De son vrai nom Hiraoka Kimitake, est-il nécessaire de présenter Mishima, sans doute le plus connu - et le plus édité - des écrivains japonais ? Voici néanmoins sa vie résumée en quelques lignes.
Homosexuel de bonne famille (sa grand-mère appartenant à la caste des samourais), très bon élève, il fait des études de droit et est réformé pour cause de constitution délicate. Il se consacre à la littérature à la fin des années 1940, son premier roman à l'allure d'autobiographie, Confession d'un masque, paraissant en 1949. Il y aborde le thème de l'homosexualité.
Il publie de nombreux romans. Après un voyage en Grèce, il se met à remodeler son corps chétif grâce à un entraînement très strict et notamment la pratique des arts martiaux.
En 1957, Mishima épouse Sugiyama Yôko, dont il aura deux enfants.
Son grand oeuvre est la tétralogie connue sous le titre général de La Mer de la Fertilité. Après en avoir achevé le dernier roman, le 25 novembre 1970, Mishima tente un coup d'état avec des membres de la Société du bouclier (qu'il avait créée en 1968), dont le but est de revenir aux valeurs militaires traditionnelles. Devant l'échec de l'insurrection (le gros des membres de la Société du bouclier ne le suit pas), il se fait seppuku dans son quartier général à Tôkyô. Ce suicide est pour beaucoup dans la reconnaissance internationale de son oeuvre.
Il est fascinant de penser que La Mer de la Fertilité, celui sur lequel Mishima a travaillé pour ainsi dire jusqu'au bout, est entièrement sous-tendu, architecturé, par la notion de réincarnation...

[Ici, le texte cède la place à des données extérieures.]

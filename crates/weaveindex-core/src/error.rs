//! Error types for the index core.

use thiserror::Error;

/// Errors surfaced by the indexing core.
///
/// Absence (an unknown transaction or block id) is reported as `Option::None`
/// by the lookup in question, never as an error.
#[derive(Debug, Error)]
pub enum IndexError {
    /// A pagination cursor did not decode to valid JSON of the expected arity.
    /// Surfaced to the caller as a validation failure; never retried.
    #[error("bad cursor: {0}")]
    BadCursor(String),

    /// A caller-supplied argument failed validation (negative height,
    /// malformed base64 identifier, ...).
    #[error("invalid argument: {0}")]
    InvalidArgument(String),

    /// An underlying storage-engine error. The enclosing transaction has
    /// been rolled back; the caller may retry.
    #[error("storage error: {0}")]
    Storage(String),
}

impl IndexError {
    /// Returns `true` if the operation may be retried as-is.
    pub fn is_retryable(&self) -> bool {
        matches!(self, Self::Storage(_))
    }
}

- La Mort en Eté (305 pages, folio, traduit de l'anglais par Dominique Aury). Ce livre contient dix nouvelles, d'intérêt divers.
La Mort en Eté, qui donne son titre au recueil, montre les conséquences d'un deuil tragique (la mort de deux enfants) sur un couple. La vie "après" peut-elle reprendre ? et même, doit-elle reprendre ?
Trois millions de Yens est une nouvelle triste, presque sordide dans lequelle on voit jusqu'où peut aller un couple pour parvenir au bonheur qu'ils ont planifié (achats divers, enfant...) et qui coûte forcément de l'argent.
Bouteilles Thermos est également bien, mais pas spécialement gaie non plus.
Puis viennent Le Prêtre du temple de Shiga, nouvelle franchement un peu longue, Les Sept Ponts, vraiment trop longue, et la meilleure nouvelle du recueil, Patriotisme : cette nouvelle décrit méticuleusement le suicide traditionnel par seppuku d'un lieutenant et de sa femme. Très précise sans sombrer dans le gore gratuit, très forte, cette nouvelle est forcément d'autant plus intéressant que l'on sait de quelle façon l'auteur est mort. Toutes les difficultées rencontrées, la douleur, la volonté nécessaire à la réalisation d'un tel acte, résonnent forcément de manière encore plus aiguë. Il faut noter que cette nouvelle été portée à l'écran avec Mishima lui-même dans le rôle du lieutenant (voir en bas de page la section "films")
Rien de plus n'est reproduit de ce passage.